Observábamos hace poco, aquí, un avance cuidadoso del debate
sobre el partido único en la periferia académica e intelectual de varias
instituciones cubanas, incluidos el propio Partido Comunista y la Iglesia Católica.
Algunas figuras públicas de la isla, que en los últimos años han declarado que
estarían de acuerdo con la existencia de otras organizaciones políticas, si se
deroga el embargo y se normalizan las relaciones con Estados Unidos, han
retomado el tema, aunque dejando en claro que rechazan o no concuerdan
plenamente con el multipartidismo.
Como señalábamos en un post anterior, la única alternativa
al unipartidismo que existe no es el multipartidismo.
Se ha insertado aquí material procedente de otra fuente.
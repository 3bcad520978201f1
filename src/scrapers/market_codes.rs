//! Stock-code collector for the market-capitalisation listing.
//!
//! Walks every page of `sise_market_sum.naver` for one market and returns the
//! sorted set of six-digit codes. The codes file it writes is the input of the
//! per-code spiders.

use clap::ValueEnum;
use once_cell::sync::Lazy;
use scraper::{Html, Selector};
use std::collections::BTreeSet;
use std::error::Error;
use std::path::{Path, PathBuf};
use tracing::{debug, info, instrument};
use url::Url;

use crate::codes::{is_stock_code, write_codes};
use crate::fetch::{FetchAsync, PageRequest};
use crate::links::query_param;
use crate::pagination::{CutoffPolicy, ListRow, Paginator, detect_last_page};
use crate::scrapers::fetch_document;

static CODE_LINKS: Lazy<Selector> = Lazy::new(|| {
    Selector::parse("#contentarea > div.box_type_l > table.type_2 > tbody > tr > td:nth-child(2) > a")
        .expect("Failed to parse market code link selector")
});

#[derive(Debug, Clone, Copy, PartialEq, Eq, ValueEnum)]
pub enum Market {
    Kospi,
    Kosdaq,
}

impl Market {
    /// The `sosok` query value.
    pub fn sosok(self) -> u8 {
        match self {
            Market::Kospi => 0,
            Market::Kosdaq => 1,
        }
    }

    pub fn default_output(self) -> PathBuf {
        match self {
            Market::Kospi => PathBuf::from("codes_kospi.txt"),
            Market::Kosdaq => PathBuf::from("codes_kosdaq.txt"),
        }
    }
}

pub fn list_url(market: Market, page: u32) -> String {
    format!(
        "https://finance.naver.com/sise/sise_market_sum.naver?sosok={}&page={page}",
        market.sosok()
    )
}

/// Codes linked from the name column of a listing page.
pub fn parse_codes_page(doc: &Html, base: &Url) -> Vec<String> {
    doc.select(&CODE_LINKS)
        .filter_map(|a| a.value().attr("href"))
        .filter_map(|href| query_param(base, href, "code"))
        .filter(|code| is_stock_code(code))
        .collect()
}

/// Collect every code listed for `market`.
///
/// Pages are walked until the listing's last page or `max_pages`. A page with
/// no usable codes does not end the walk.
#[instrument(level = "info", skip_all, fields(market = ?market))]
pub async fn crawl<F: FetchAsync>(
    fetcher: &F,
    market: Market,
    max_pages: Option<u32>,
) -> Result<BTreeSet<String>, Box<dyn Error>> {
    let paginator = Paginator::new(None, CutoffPolicy::Unbounded, max_pages);
    let mut codes = BTreeSet::new();
    let mut page = 1;

    loop {
        let url = Url::parse(&list_url(market, page))?;
        let req = PageRequest::new(url.clone()).with_referer("https://finance.naver.com/");
        let doc = fetch_document(fetcher, &req).await?;
        let found = parse_codes_page(&doc, &url);
        let last_page = detect_last_page(&doc, &url).unwrap_or(1);
        drop(doc);

        debug!(page, last_page, found = found.len(), "Parsed market listing");
        let request_next = if found.is_empty() {
            paginator.within_ceilings(page, Some(last_page))
        } else {
            let rows = found.into_iter().map(|c| ListRow::new(c, None)).collect();
            let decision = paginator.evaluate(page, rows, Some(last_page));
            codes.extend(decision.scheduled);
            decision.request_next
        };

        if !request_next {
            break;
        }
        page += 1;
    }

    info!(count = codes.len(), pages = page, "Collected market codes");
    Ok(codes)
}

/// Crawl `market` and write its codes to `out`.
pub async fn collect_to_file<F: FetchAsync>(
    fetcher: &F,
    market: Market,
    max_pages: Option<u32>,
    out: &Path,
) -> Result<usize, Box<dyn Error>> {
    let codes = crawl(fetcher, market, max_pages).await?;
    let count = codes.len();
    write_codes(out, codes).await?;
    info!(count, path = %out.display(), "Saved market codes");
    Ok(count)
}
//! # finance_crawler
//!
//! Crawlers for Naver Finance and Naver News that write flat CSV or JSON
//! feeds for downstream analysis.
//!
//! ## Features
//!
//! - Stock news per code, general section news, discussion-board posts and
//!   analyst research reports
//! - Publish-date cutoffs (`--since-days` / `--since-date`) that also end
//!   pagination
//! - Canonical article URLs and stable UUIDv5 record ids
//! - Selector fallback chains for article bodies across page layouts
//! - Per-run de-duplication
//! - Market code collection for KOSPI and KOSDAQ
//!
//! ## Usage
//!
//! ```sh
//! finance_crawler market-codes --market kosdaq --out codes_all.txt
//! finance_crawler -o ./feeds item-news --since-days 30
//! ```
//!
//! ## Architecture
//!
//! 1. **Listing**: walk list pages, stopping at the date cutoff
//! 2. **Fetching**: download detail pages a few at a time
//! 3. **Extraction**: turn each detail page into a flat record
//! 4. **Output**: de-duplicate and write the feed file

use clap::Parser;
use std::error::Error;
use std::path::Path;
use tracing::{debug, error, info, instrument};
use tracing_subscriber::{EnvFilter, fmt as tfmt};

mod cli;
mod codes;
mod config;
mod dates;
mod dedupe;
mod extract;
mod fetch;
mod links;
mod models;
mod outputs;
mod pagination;
mod scrapers;
mod utils;

use cli::{Cli, Command};
use codes::{load_codes, parse_code_list, select_codes};
use config::load_settings;
use dates::{cutoff_from, today_kst};
use dedupe::DedupePipeline;
use fetch::build_fetcher;
use models::FeedRecord;
use outputs::{FeedFormat, FeedOptions, write_feed};
use scrapers::{board, item_news, market_codes, reports, section_news};
use utils::ensure_writable_dir;

const DEFAULT_SINCE_DAYS: i64 = 365;
const DEFAULT_REPORT_SINCE_DAYS: i64 = 3;

#[tokio::main]
#[instrument]
async fn main() -> Result<(), Box<dyn Error>> {
    // --- Tracing init ---
    let filter = EnvFilter::try_from_default_env().unwrap_or_else(|_| EnvFilter::new("info"));
    tfmt()
        .with_env_filter(filter)
        .with_target(true)
        .with_file(false)
        .with_line_number(false)
        .with_timer(tracing_subscriber::fmt::time::UtcTime::rfc_3339())
        .init();

    let start_time = std::time::Instant::now();
    info!("finance_crawler starting up");

    let args = Cli::parse();
    debug!(?args.command, output_dir = %args.output_dir.display(), "Parsed CLI arguments");

    let settings = load_settings(args.config.as_deref()).await?;
    let concurrency = settings.effective_concurrency();
    let fetcher = build_fetcher(&settings)?;
    let today = today_kst();

    let output = |default: FeedFormat| FeedOptions {
        format: args.format.unwrap_or(default),
        bom: !args.no_bom,
    };

    match &args.command {
        Command::ItemNews(a) => {
            let opts = item_news::ItemNewsOptions {
                codes: load_codes(&a.codes_file).await?,
                cutoff: cutoff_from(today, a.since.days_or(DEFAULT_SINCE_DAYS), a.since.since_date.as_deref())?,
                max_pages: a.max_pages,
            };
            check_output_dir(&args.output_dir).await?;
            let records = item_news::crawl(&fetcher, &opts, concurrency).await?;
            emit(records, &args.output_dir, "item_news", output(FeedFormat::Csv)).await?;
        }
        Command::News(a) => {
            let opts = section_news::SectionNewsOptions {
                sections: parse_code_list(&a.sections),
                mode: a.mode,
                cutoff: cutoff_from(today, a.since.days_or(DEFAULT_SINCE_DAYS), a.since.since_date.as_deref())?,
                max_pages: a.max_pages,
                max_headlines: a.max_headlines,
                max_latest: a.max_latest,
            };
            check_output_dir(&args.output_dir).await?;
            let records = section_news::crawl(&fetcher, &opts, concurrency).await?;
            emit(records, &args.output_dir, "news", output(FeedFormat::Csv)).await?;
        }
        Command::Board(a) => {
            let opts = board::BoardOptions {
                codes: select_codes(a.code.as_deref(), a.codes.as_deref(), &a.codes_file, a.first_n)
                    .await?,
                start_page: a.start_page,
                end_page: a.end_page,
                cutoff: cutoff_from(today, a.since.days_or(DEFAULT_SINCE_DAYS), a.since.since_date.as_deref())?,
            };
            check_output_dir(&args.output_dir).await?;
            let records = board::crawl(&fetcher, &opts, concurrency).await?;
            emit(records, &args.output_dir, "boards", output(FeedFormat::Json)).await?;
        }
        Command::Reports(a) => {
            let opts = reports::ReportsOptions {
                cutoff: cutoff_from(
                    today,
                    a.since.days_or(DEFAULT_REPORT_SINCE_DAYS),
                    a.since.since_date.as_deref(),
                )?,
                max_pages: a.max_pages,
            };
            check_output_dir(&args.output_dir).await?;
            let records = reports::crawl(&fetcher, &opts, concurrency).await?;
            emit(records, &args.output_dir, "reports", output(FeedFormat::Csv)).await?;
        }
        Command::MarketCodes(a) => {
            let out = a.out.clone().unwrap_or_else(|| a.market.default_output());
            market_codes::collect_to_file(&fetcher, a.market, a.max_pages, &out).await?;
        }
    }

    let elapsed = start_time.elapsed();
    info!(
        ?elapsed,
        secs = elapsed.as_secs(),
        millis = elapsed.subsec_millis(),
        "Execution complete"
    );
    Ok(())
}

async fn check_output_dir(dir: &Path) -> Result<(), Box<dyn Error>> {
    if let Err(e) = ensure_writable_dir(dir).await {
        error!(
            path = %dir.display(),
            error = %e,
            "Output directory is not writable (fix perms or choose a different path)"
        );
        return Err(e);
    }
    Ok(())
}

/// De-duplicate and write one feed.
async fn emit<R: FeedRecord>(
    records: Vec<R>,
    dir: &Path,
    name: &str,
    opts: FeedOptions,
) -> Result<(), Box<dyn Error>> {
    let scraped = records.len();
    let mut pipeline = DedupePipeline::new();
    let records = pipeline.filter(records);
    info!(scraped, kept = records.len(), dropped = pipeline.dropped(), "De-duplicated feed");
    write_feed(&records, dir, name, opts).await?;
    Ok(())
}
La identificación con este último, a la usanza de la mayoría de los países occidentales, casi siempre
funciona en el discurso oficial cubano como una descalificación a priori de la democracia misma. En las
zonas más intransigentes de ese discurso, no basta con la consagración de esa
única alternativa y es preciso recurrir a la falacia de que sin unipartidismo
Cuba cambiaría “de sistema”, es decir, pasaría “del socialismo al capitalismo”.
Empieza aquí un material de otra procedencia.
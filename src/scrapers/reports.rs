//! Research report spider.
//!
//! Starts at the research index, follows every section tab and walks each
//! section's list newest-first until the first report older than the cutoff.

use chrono::NaiveDate;
use once_cell::sync::Lazy;
use scraper::{ElementRef, Html, Selector};
use std::error::Error;
use std::time::{Duration, Instant};
use tracing::{debug, info, instrument, warn};
use url::Url;

use crate::dates::{now_kst_string, parse_date};
use crate::extract::{LINKS, clean, element_text, first_element, root, text_nodes};
use crate::fetch::{FetchAsync, PageRequest};
use crate::links::{page_param, query_param, resolve};
use crate::models::ReportRecord;
use crate::pagination::{CutoffPolicy, ListRow, Paginator};
use crate::scrapers::{fetch_all, fetch_document};

pub const INDEX_URL: &str = "https://finance.naver.com/research/";

const STOCK_ANALYSIS: &str = "종목분석";
const INDUSTRY_ANALYSIS: &str = "산업분석";
const PROGRESS_EVERY: u32 = 10;
const PROGRESS_BAR_LEN: usize = 20;

#[derive(Debug, Clone)]
pub struct ReportsOptions {
    pub cutoff: NaiveDate,
    pub max_pages: Option<u32>,
}

/// A tab on the research index, e.g. `종목분석 리포트`.
#[derive(Debug, Clone, PartialEq)]
pub struct ReportSection {
    /// First word of the tab label.
    pub name: Option<String>,
    pub url: Url,
}

static SECTION_ITEMS: Lazy<Selector> =
    Lazy::new(|| Selector::parse("ul.nav1 li").expect("Failed to parse section selector"));
static LIST_ROWS: Lazy<Selector> =
    Lazy::new(|| Selector::parse("table.type_1 tr").expect("Failed to parse report row selector"));

pub fn parse_sections(doc: &Html, base: &Url) -> Vec<ReportSection> {
    doc.select(&SECTION_ITEMS)
        .filter_map(|item| {
            let href = first_element(item, "a")?.value().attr("href")?;
            let url = resolve(base, href)?;
            let name = first_element(item, "a strong span.blind")
                .and_then(|span| clean(&element_text(&span)))
                .and_then(|label| label.split_whitespace().next().map(str::to_string));
            Some(ReportSection { name, url })
        })
        .collect()
}

#[derive(Debug)]
pub struct ReportListPage {
    pub rows: Vec<ListRow<ReportRecord>>,
    /// The page after the highlighted one, if any.
    pub next: Option<Url>,
    /// From the "last page" link.
    pub total_pages: Option<u32>,
}

pub fn parse_list(doc: &Html, base: &Url, report_name: Option<&str>) -> ReportListPage {
    let rows = doc
        .select(&LIST_ROWS)
        .filter(|row| first_element(*row, "td.date").is_some())
        .filter_map(|row| parse_row(row, base, report_name))
        .collect();

    let page = root(doc);
    let next = first_element(page, "td.on")
        .and_then(|on| on.next_siblings().filter_map(ElementRef::wrap).next())
        .and_then(|td| first_element(td, "a"))
        .and_then(|a| a.value().attr("href"))
        .and_then(|href| resolve(base, href));
    let total_pages = first_element(page, "td.pgRR a")
        .and_then(|a| a.value().attr("href"))
        .and_then(|href| page_param(base, href));

    ReportListPage {
        rows,
        next,
        total_pages,
    }
}

fn cells(row: ElementRef<'_>) -> Vec<ElementRef<'_>> {
    row.children()
        .filter_map(ElementRef::wrap)
        .filter(|el| el.value().name() == "td")
        .collect()
}

fn cell_text(cells: &[ElementRef<'_>], idx: usize) -> Option<String> {
    cells.get(idx).and_then(|td| clean(&element_text(td)))
}

fn anchor_texts(el: ElementRef<'_>) -> Vec<String> {
    text_nodes(el, "a")
}

fn parse_row(row: ElementRef<'_>, base: &Url, report_name: Option<&str>) -> Option<ListRow<ReportRecord>> {
    let raw_date = first_element(row, "td.date").and_then(|td| clean(&element_text(&td)));
    // Rows with an unreadable date are not reports.
    let date = parse_date(raw_date.as_deref()?)?;
    let tds = cells(row);
    let anchors = anchor_texts(row);

    let mut record = ReportRecord {
        report_name: report_name.map(str::to_string),
        ..ReportRecord::default()
    };
    match report_name {
        Some(STOCK_ANALYSIS) => {
            record.stock_name = anchors.first().cloned();
            record.title = anchors.get(1).cloned();
        }
        Some(INDUSTRY_ANALYSIS) => {
            record.category = cell_text(&tds, 0);
            record.title = tds.get(1).and_then(|td| anchor_texts(*td).into_iter().next());
        }
        _ => record.title = anchors.first().cloned(),
    }

    let link = row
        .select(&LINKS)
        .filter_map(|a| a.value().attr("href"))
        .find(|href| href.contains("_read.naver"))
        .and_then(|href| resolve(base, href));
    record.original_id = link
        .as_ref()
        .and_then(|l| query_param(l, l.as_str(), "nid"));
    record.link = link.map(String::from);
    record.firm_name = cell_text(&tds, 2).or_else(|| cell_text(&tds, 1));
    record.article_published_at = raw_date;

    let now = now_kst_string();
    record.created_at = now.clone();
    record.latest_scraped_at = now;
    Some(ListRow::new(record, Some(date)))
}

/// Report body: the `view_cnt` cell's text nodes joined by spaces.
pub fn parse_detail(doc: &Html) -> Option<String> {
    let page = root(doc);
    let mut parts = text_nodes(page, "td.view_cnt");
    if parts.is_empty() {
        parts = text_nodes(page, r#"div.view_cnt, div[class*="report_view"]"#);
    }
    (!parts.is_empty()).then(|| parts.join(" "))
}

/// Crawl progress across all sections.
#[derive(Debug)]
pub struct Progress {
    started: Instant,
    pub processed: u32,
    pub total: u32,
}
Esta última fórmula es un modo de retrotraer el debate
cubano a las antinomias tradicionales de revolución/contrarrevolución y
socialismo/capitalismo, en una suerte de inmovilismo del lenguaje, que permite
negar la capitalización que viven la economía y la sociedad cubana desde los 90
y, a la vez, confundir deliberadamente los conceptos de régimen político y
sistema social. La falacia de que sin un régimen
de partido comunista único el país iría al sistema capitalista se ve refutada, en la práctica, por la
existencia de capitalismos con un solo partido, como China o Viet Nam.
A diferencia de la vieja y agotada estrategia discursiva de
afirmar que, antes de permitir la formación de diversos partidos en Cuba, debe
democratizarse el partido único, el grupo Laboratorio Casa Cuba ha formulado,
en su proyecto Cuba soñada-Cuba
posible-Cuba futura, la más clara propuesta de transición del partido único
al partido hegemónico en la isla. Aunque esta propuesta no es incompatible con
cualquier intento de pluralización interna del Partido Comunista o la Asamblea
Nacional, su objetivo inmediato no es ese sino la ampliación de derechos civiles y
políticos de la ciudadanía.
En ningún momento, los autores del documento (Julio César
Guanche, Julio Antonio Fernández, Dmitri Prieto, Miriam Herrera, Mario
Castillo, Roberto Veiga y Lenier González) proponen explícitamente la creación
de un sistema de partidos en Cuba. Sin embargo, abren la puerta a la necesaria
aprobación de una nueva Ley de Asociaciones que remueva los dispositivos que
limitan y penalizan, a través de la Constitución y sus códigos, la libertad de
asociación y expresión. El punto cuarto del documento dice:
“Garantizar a la multiplicidad social y política de la nación
el derecho de escoger diversas formas para auto-organizarse con el propósito de
promover sus metas, influir en la opinión y en la acción de la sociedad, así
como participar en la gestión pública”.
De una Ley de Asociaciones que facilite esos derechos a la organización
libre de la ciudadanía no se deriva automáticamente la formación de un sistema
de partidos. Pero sí se derivaría una ampliación y pluralización de la red de
sociabilidad autónoma del país, que limitaría el control del Partido Comunista,
haciendo de éste, ya no un partido único sino un partido hegemónico. De
producirse esto último, además de la elección directa, la reelección inmediata -no indefinida- y otras de las medidas sugeridas por el Laboratorio Casa-Cuba, estaríamos en
presencia del inicio de un cambio de régimen político en Cuba. No de un cambio
del sistema social, que ya cambió.
Ese cambio de régimen permitiría la consolidación del
pluralismo bajo o con un partido comunista único. El uso
preciso de la preposición es clave, ya que durante décadas el reformismo cubano
sólo contempló el avance del pluralismo dentro
del partido. La pluralidad fuera,
bajo o con esa entidad rectora de la vida política del país produciría, en
cualquiera de sus variantes, una inevitable acotación de su poder.